◆ Work item
Every line from the one containing "assert!(!ProtocolMode::Tcp.supports_retries());" through the last line below should be reproduced exactly; please include nothing else.
---------------
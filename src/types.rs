//! Type definitions and aliases

use serde::{Deserialize, Serialize};
use std::fmt;
use std::str::FromStr;

// Re-export commonly used types
pub use crate::error::{AppError, Result};

/// Wire protocol used for each attempt
#[derive(Debug, Clone, Copy, PartialEq, Eq, Hash, Serialize, Deserialize)]
#[serde(rename_all = "lowercase")]
pub enum ProtocolMode {
    /// HTTP GET against the device web server; success is status 200
    Http,
    /// Raw TCP exchange; success is any non-empty reply
    Tcp,
    /// UDP datagram carrying a sequence header that must be echoed back
    Udp,
}

impl ProtocolMode {
    /// Get a human-readable name for this protocol
    pub fn name(&self) -> &'static str {
        match self {
            ProtocolMode::Http => "HTTP",
            ProtocolMode::Tcp => "TCP",
            ProtocolMode::Udp => "UDP",
        }
    }

    /// Default port for this protocol when none is configured
    pub fn default_port(&self) -> u16 {
        match self {
            ProtocolMode::Http => 80,
            ProtocolMode::Tcp | ProtocolMode::Udp => 5000,
        }
    }

    /// Whether the transport runs its own retry loop
    pub fn supports_retries(&self) -> bool {
        matches!(self, ProtocolMode::Http)
    }
}

impl fmt::Display for ProtocolMode {
    fn fmt(&self, f: &mut fmt::Formatter<'_>) -> fmt::Result {
        f.write_str(self.name())
    }
}

impl FromStr for ProtocolMode {
    type Err = AppError;

    fn from_str(s: &str) -> Result<Self> {
        match s.trim().to_lowercase().as_str() {
            "http" => Ok(ProtocolMode::Http),
            "tcp" | "raw-tcp" | "tcp-only" => Ok(ProtocolMode::Tcp),
            "udp" => Ok(ProtocolMode::Udp),
            other => Err(AppError::parse(format!(
                "Invalid protocol mode '{}': expected http, tcp or udp",
                other
            ))),
        }
    }
}

/// How attempts are scheduled within a run
#[derive(Debug, Clone, Copy, PartialEq, Eq, Hash, Serialize, Deserialize)]
#[serde(rename_all = "lowercase")]
pub enum ConcurrencyMode {
    /// One attempt at a time, in dispatch order
    Sync,
    /// Every attempt dispatched up front, collected in completion order
    Async,
}

impl ConcurrencyMode {
    pub fn name(&self) -> &'static str {
        match self {
            ConcurrencyMode::Sync => "SYNC",
            ConcurrencyMode::Async => "ASYNC",
        }
    }
}

impl fmt::Display for ConcurrencyMode {
    fn fmt(&self, f: &mut fmt::Formatter<'_>) -> fmt::Result {
        f.write_str(self.name())
    }
}

impl FromStr for ConcurrencyMode {
    type Err = AppError;

    fn from_str(s: &str) -> Result<Self> {
        match s.trim().to_lowercase().as_str() {
            "sync" | "synchronous" => Ok(ConcurrencyMode::Sync),
            "async" | "asynchronous" => Ok(ConcurrencyMode::Async),
            other => Err(AppError::parse(format!(
                "Invalid concurrency mode '{}': expected sync or async",
                other
            ))),
        }
    }
}

#[cfg(test)]
mod tests {
    use super::*;

    #[test]
    fn test_protocol_mode_parsing() {
        assert_eq!("HTTP".parse::<ProtocolMode>().unwrap(), ProtocolMode::Http);
        assert_eq!("tcp-only".parse::<ProtocolMode>().unwrap(), ProtocolMode::Tcp);
        assert_eq!(" udp ".parse::<ProtocolMode>().unwrap(), ProtocolMode::Udp);
        assert!("sctp".parse::<ProtocolMode>().is_err());
    }

    #[test]
    fn test_concurrency_mode_parsing() {
        assert_eq!("async".parse::<ConcurrencyMode>().unwrap(), ConcurrencyMode::Async);
        assert_eq!("Synchronous".parse::<ConcurrencyMode>().unwrap(), ConcurrencyMode::Sync);
        assert!("parallel".parse::<ConcurrencyMode>().is_err());
    }

    #[test]
    fn test_only_http_retries() {
        assert!(ProtocolMode::Http.supports_retries());
        assert!(!ProtocolMode::Tcp.supports_retries());
        assert!(!ProtocolMode::Udp.supports_retries());
    }
}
---------------
◆ Result of the exercise
        assert!(!ProtocolMode::Tcp.supports_retries());
        assert!(!ProtocolMode::Udp.supports_retries());
    }
}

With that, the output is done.